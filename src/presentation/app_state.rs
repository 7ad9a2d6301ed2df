// Application state for HTTP handlers
use crate::application::token_source::TokenSource;
use secrecy::SecretString;
use std::sync::Arc;

pub struct AppState {
    /// Validated at startup; handlers never read the environment.
    pub coze_api_key: SecretString,
    /// Where rendered pages obtain the assistant token at load.
    pub tokens: Arc<dyn TokenSource>,
}

impl AppState {
    pub fn new(coze_api_key: SecretString, tokens: Arc<dyn TokenSource>) -> Self {
        Self {
            coze_api_key,
            tokens,
        }
    }
}
//! Intrabar matcher — stop, target and time-invalidation checks.
//!
//! Runs against every open bracket before the strategy sees the bar. Fill
//! ordering inside a single bar is fixed at worst case: when a bar's range
//! covers both levels, the stop matches before the target. Stops and targets
//! fill exactly at their level; time invalidation fills at the close.

use crate::domain::{ActivePosition, Bar, ExitReason, Side};

/// A matched exit: where the position leaves and why.
#[derive(Debug, Clone, Copy, PartialEq)]
pub struct MatchedExit {
    pub price: f64,
    pub reason: ExitReason,
}

#[derive(Debug, Clone, Copy)]
pub struct Matcher {
    pub time_invalidation_bars: u32,
    pub time_invalidation_mfe_r: f64,
}

impl Matcher {
    /// Examine one bar for an open bracket. Mutates the bracket's excursion
    /// stats and bar counter when the position survives the level checks.
    ///
    /// Order: stop, then target, then excursion update, then time check.
    pub fn check(&self, pos: &mut ActivePosition, bar: &Bar) -> Option<MatchedExit> {
        match pos.side {
            Side::Long => {
                if bar.low <= pos.stop_loss {
                    return Some(MatchedExit {
                        price: pos.stop_loss,
                        reason: ExitReason::StopLoss,
                    });
                }
                if bar.high >= pos.target {
                    return Some(MatchedExit {
                        price: pos.target,
                        reason: ExitReason::Target,
                    });
                }
            }
            Side::Short => {
                if bar.high >= pos.stop_loss {
                    return Some(MatchedExit {
                        price: pos.stop_loss,
                        reason: ExitReason::StopLoss,
                    });
                }
                if bar.low <= pos.target {
                    return Some(MatchedExit {
                        price: pos.target,
                        reason: ExitReason::Target,
                    });
                }
            }
        }

        pos.update_excursions(bar.high, bar.low);
        pos.bars_since_entry += 1;

        if pos.bars_since_entry >= self.time_invalidation_bars
            && pos.mfe_r() < self.time_invalidation_mfe_r
        {
            return Some(MatchedExit {
                price: bar.close,
                reason: ExitReason::TimeInvalidation,
            });
        }
        None
    }

    /// Same-bar stop check immediately after an entry — there is no one-bar
    /// grace period. Only the stop is tested on the entry bar.
    pub fn check_entry_bar(&self, pos: &ActivePosition, bar: &Bar) -> Option<MatchedExit> {
        let stopped = match pos.side {
            Side::Long => bar.low <= pos.stop_loss,
            Side::Short => bar.high >= pos.stop_loss,
        };
        stopped.then_some(MatchedExit {
            price: pos.stop_loss,
            reason: ExitReason::StopLoss,
        })
    }
}
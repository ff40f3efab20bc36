//! Bar-by-bar event loop — the heart of the engine.
//!
//! Fixed order inside every bar:
//! 1. session boundary bookkeeping (new calendar date resets daily state)
//! 2. duplicate-bar guard
//! 3. intrabar matcher (may exit open brackets)
//! 4. strategy, if the eligibility gate passes
//! 5. executor, if the strategy returned a non-hold decision
//! 6. daily NAV snapshot on the last bar of the date
//! 7. observer (exactly once per iteration)
//!
//! Engine failures unwind the loop; the caller still reads the partial trade
//! log, NAV series and determinism hash off the engine. Strategy failures
//! are logged, coerced to hold, and the loop continues.

use crate::config::EngineConfig;
use crate::data::Dataset;
use crate::domain::{ActivePosition, Bar, Decision, Portfolio, RoundTrip, TradeRecord};
use crate::engine::executor::{ExecError, ExecOutcome, Executor};
use crate::engine::matcher::Matcher;
use crate::engine::observer::Observer;
use crate::error::EngineError;
use crate::rng::SeedBank;
use crate::strategy::{Eligibility, PortfolioSnapshot, SkipReason, Strategy};
use crate::view::PriceView;
use chrono::{NaiveDate, NaiveDateTime};
use serde::{Deserialize, Serialize};
use std::collections::{BTreeMap, HashSet};
use tracing::{info, warn};

/// One end-of-session NAV observation.
#[derive(Debug, Clone, Copy, PartialEq, Serialize, Deserialize)]
pub struct DailyNav {
    pub date: NaiveDate,
    pub nav: f64,
}

pub struct Engine<'d> {
    config: EngineConfig,
    dataset: &'d Dataset,
    executor: Executor,
    matcher: Matcher,
    observer: Observer,
    seed_bank: SeedBank,

    portfolio: Portfolio,
    active: BTreeMap<String, ActivePosition>,
    trades: Vec<TradeRecord>,
    round_trips: Vec<RoundTrip>,
    daily_nav: Vec<DailyNav>,

    trades_today: BTreeMap<String, u32>,
    seen: HashSet<(String, NaiveDateTime)>,
    last_close: BTreeMap<String, f64>,
    current_date: Option<NaiveDate>,
    bars_processed: usize,
    strategy_failures: usize,
}

impl<'d> Engine<'d> {
    pub fn new(config: EngineConfig, dataset: &'d Dataset) -> Self {
        let observer = Observer::stderr(config.snapshot_dir.clone());
        Self::with_observer(config, dataset, observer)
    }

    /// Engine with an injected observer sink (tests capture the invariant
    /// stream this way).
    pub fn with_observer(config: EngineConfig, dataset: &'d Dataset, observer: Observer) -> Self {
        let executor = Executor {
            commission_per_trade: config.commission_per_trade,
            friction: config.friction(),
            initial_capital: config.initial_capital,
            max_ticker_exposure: 0.2,
        };
        let matcher = Matcher {
            time_invalidation_bars: config.time_invalidation_bars,
            time_invalidation_mfe_r: config.time_invalidation_mfe_r,
        };
        let portfolio = Portfolio::new(config.initial_capital, config.margin_requirement);
        let seed_bank = SeedBank::new(config.seed);
        Self {
            config,
            dataset,
            executor,
            matcher,
            observer,
            seed_bank,
            portfolio,
            active: BTreeMap::new(),
            trades: Vec::new(),
            round_trips: Vec::new(),
            daily_nav: Vec::new(),
            trades_today: BTreeMap::new(),
            seen: HashSet::new(),
            last_close: BTreeMap::new(),
            current_date: None,
            bars_processed: 0,
            strategy_failures: 0,
        }
    }

    /// Replay every bar through the strategy. Blocking; returns when the
    /// last bar is processed or an engine failure aborts the run.
    pub fn run(&mut self, strategy: &mut dyn Strategy) -> Result<(), EngineError> {
        // The seed is applied exactly once per engine; a second `run` on the
        // same engine would replay into mutated state and is refused.
        let _rng = self
            .seed_bank
            .seed_once()
            .map_err(|e| EngineError::Determinism(e.to_string()))?;

        let dataset = self.dataset;
        let order = dataset.order();
        for i in 0..order.len() {
            let bar = dataset.bar(&order[i]);
            let next_date = order.get(i + 1).map(|r| dataset.bar(r).date());
            let last_of_date = next_date != Some(bar.date());
            self.process_bar(i, bar, order[i].index, last_of_date, strategy)?;

            // Fail-fast loop invariants.
            if self.bars_processed != i + 1 {
                return Err(EngineError::failure(
                    i,
                    bar.ticker.clone(),
                    bar.timestamp,
                    format!("processed-bar count {} != {}", self.bars_processed, i + 1),
                ));
            }
            if self.observer.lines_emitted() != i + 1 {
                return Err(EngineError::failure(
                    i,
                    bar.ticker.clone(),
                    bar.timestamp,
                    format!(
                        "observer emitted {} lines after {} bars",
                        self.observer.lines_emitted(),
                        i + 1
                    ),
                ));
            }
        }

        if let Some(expected) = self.config.expected_hash.clone() {
            let actual = self.observer.final_hash();
            if actual != expected {
                return Err(EngineError::Determinism(format!(
                    "hash mismatch: expected {expected}, got {actual}"
                )));
            }
        }
        Ok(())
    }

    fn process_bar(
        &mut self,
        index: usize,
        bar: &Bar,
        series_index: usize,
        last_of_date: bool,
        strategy: &mut dyn Strategy,
    ) -> Result<(), EngineError> {
        // ── 1. Session boundary ──
        let date = bar.date();
        match self.current_date {
            Some(prev) if prev == date => {}
            Some(prev) if prev > date => {
                return Err(EngineError::failure(
                    index,
                    bar.ticker.clone(),
                    bar.timestamp,
                    format!("date regression: {prev} then {date}"),
                ));
            }
            _ => {
                self.trades_today.clear();
                strategy.on_session_start(date);
                self.current_date = Some(date);
            }
        }

        // ── 2. Duplicate guard ──
        if !self.seen.insert((bar.ticker.clone(), bar.timestamp)) {
            return Err(EngineError::failure(
                index,
                bar.ticker.clone(),
                bar.timestamp,
                "duplicate bar",
            ));
        }

        self.last_close.insert(bar.ticker.clone(), bar.close);

        // ── 3. Intrabar matcher ──
        if let Some(mut pos) = self.active.remove(&bar.ticker) {
            match self.matcher.check(&mut pos, bar) {
                Some(exit) => {
                    let (record, round_trip) = self.executor.execute_exit(
                        index,
                        &pos,
                        bar,
                        exit.price,
                        exit.reason,
                        &mut self.portfolio,
                        &self.last_close,
                    )?;
                    info!(
                        ticker = %bar.ticker,
                        reason = exit.reason.as_str(),
                        price = exit.price,
                        "position closed"
                    );
                    self.trades.push(record);
                    self.round_trips.push(round_trip);
                }
                None => {
                    self.active.insert(bar.ticker.clone(), pos);
                }
            }
        }

        // ── 4–5. Strategy + executor ──
        match self.eligibility(bar) {
            Eligibility::Skip(_) => {}
            Eligibility::Eligible => {
                let view = PriceView::new(self.dataset.bars(&bar.ticker), series_index);
                let snapshot = PortfolioSnapshot::of(&self.portfolio, &self.last_close);
                match strategy.generate(&view, &snapshot, bar) {
                    Err(e) => {
                        warn!(
                            index,
                            ticker = %bar.ticker,
                            timestamp = %bar.timestamp,
                            error = %e,
                            "strategy failure; coercing to hold"
                        );
                        self.strategy_failures += 1;
                    }
                    Ok(decision) => self.apply_decision(index, bar, &decision)?,
                }
            }
        }

        // ── 6. Daily NAV snapshot ──
        if last_of_date {
            let nav = self.portfolio.nav(&self.last_close);
            if let Some(last) = self.daily_nav.last() {
                if last.date >= date {
                    return Err(EngineError::failure(
                        index,
                        bar.ticker.clone(),
                        bar.timestamp,
                        format!("daily NAV series not increasing: {} then {date}", last.date),
                    ));
                }
            }
            self.daily_nav.push(DailyNav { date, nav });
        }

        // ── 7. Observer ──
        let nav = self.portfolio.nav(&self.last_close);
        let trades_today = self.trades_today.get(&bar.ticker).copied().unwrap_or(0);
        self.observer.observe(
            index,
            bar,
            nav,
            self.active.len(),
            trades_today,
            &self.portfolio,
            self.trades.len(),
        )?;

        self.bars_processed += 1;
        Ok(())
    }

    fn apply_decision(
        &mut self,
        index: usize,
        bar: &Bar,
        decision: &Decision,
    ) -> Result<(), EngineError> {
        let outcome = self.executor.execute_decision(
            index,
            decision,
            bar,
            &mut self.portfolio,
            &mut self.active,
            &self.last_close,
        );
        match outcome {
            Ok(ExecOutcome::Hold) => {}
            Ok(ExecOutcome::Blocked(reason)) => {
                info!(
                    index,
                    ticker = %bar.ticker,
                    reason = reason.as_str(),
                    "trade blocked; holding"
                );
            }
            Ok(ExecOutcome::Filled(record)) => {
                let is_entry = record.action.is_entry();
                info!(
                    index,
                    ticker = %bar.ticker,
                    action = record.action.as_str(),
                    quantity = record.quantity,
                    price = record.executed_price,
                    "trade executed"
                );
                self.trades.push(record);
                *self.trades_today.entry(bar.ticker.clone()).or_insert(0) += 1;

                // No one-bar grace: an entry whose bar already trades through
                // the stop exits at the stop on this same bar.
                if is_entry {
                    if let Some(pos) = self.active.get(&bar.ticker) {
                        if let Some(exit) = self.matcher.check_entry_bar(pos, bar) {
                            let pos = self.active.remove(&bar.ticker).expect("bracket exists");
                            let (record, round_trip) = self.executor.execute_exit(
                                index,
                                &pos,
                                bar,
                                exit.price,
                                exit.reason,
                                &mut self.portfolio,
                                &self.last_close,
                            )?;
                            info!(
                                ticker = %bar.ticker,
                                reason = exit.reason.as_str(),
                                "entry-bar stop"
                            );
                            self.trades.push(record);
                            self.round_trips.push(round_trip);
                        }
                    }
                }
            }
            Err(ExecError::Contract(c)) => {
                // Invalid shape from the strategy: a strategy failure, never
                // an abort.
                warn!(
                    index,
                    ticker = %bar.ticker,
                    timestamp = %bar.timestamp,
                    error = %c,
                    "invalid decision; coercing to hold"
                );
                self.strategy_failures += 1;
            }
            Err(ExecError::Engine(e)) => return Err(e),
        }
        Ok(())
    }

    /// The strategy is consulted only inside the trading window, with no
    /// open bracket, and before the first strategy trade of the day.
    fn eligibility(&self, bar: &Bar) -> Eligibility {
        let time = bar.timestamp.time();
        if time < self.config.trading_window_start || time > self.config.trading_window_end {
            return Eligibility::Skip(SkipReason::OutsideWindow);
        }
        if self.active.contains_key(&bar.ticker) {
            return Eligibility::Skip(SkipReason::ActivePosition);
        }
        if self.trades_today.get(&bar.ticker).copied().unwrap_or(0) > 0 {
            return Eligibility::Skip(SkipReason::DailyLimitReached);
        }
        Eligibility::Eligible
    }

    // ── Read access for the runner (partial summaries included) ──

    pub fn config(&self) -> &EngineConfig {
        &self.config
    }

    pub fn portfolio(&self) -> &Portfolio {
        &self.portfolio
    }

    pub fn trades(&self) -> &[TradeRecord] {
        &self.trades
    }

    pub fn round_trips(&self) -> &[RoundTrip] {
        &self.round_trips
    }

    pub fn daily_nav(&self) -> &[DailyNav] {
        &self.daily_nav
    }

    pub fn bars_processed(&self) -> usize {
        self.bars_processed
    }

    pub fn strategy_failures(&self) -> usize {
        self.strategy_failures
    }

    /// Final NAV at the last marks seen.
    pub fn final_nav(&self) -> f64 {
        self.portfolio.nav(&self.last_close)
    }

    /// Rolling determinism hash over all processed bars.
    pub fn determinism_hash(&self) -> String {
        self.observer.final_hash()
    }
}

Assigned task:
Every line from the one containing "pub fn trades(&self)" to the close of the records must be reproduced exactly. Include both ends and nothing more.

Task output:
    pub fn trades(&self) -> &[TradeRecord] {
        &self.trades
    }

    pub fn round_trips(&self) -> &[RoundTrip] {
        &self.round_trips
    }

    pub fn daily_nav(&self) -> &[DailyNav] {
        &self.daily_nav
    }

    pub fn bars_processed(&self) -> usize {
        self.bars_processed
    }

    pub fn strategy_failures(&self) -> usize {
        self.strategy_failures
    }

    /// Final NAV at the last marks seen.
    pub fn final_nav(&self) -> f64 {
        self.portfolio.nav(&self.last_close)
    }

    /// Rolling determinism hash over all processed bars.
    pub fn determinism_hash(&self) -> String {
        self.observer.final_hash()
    }
}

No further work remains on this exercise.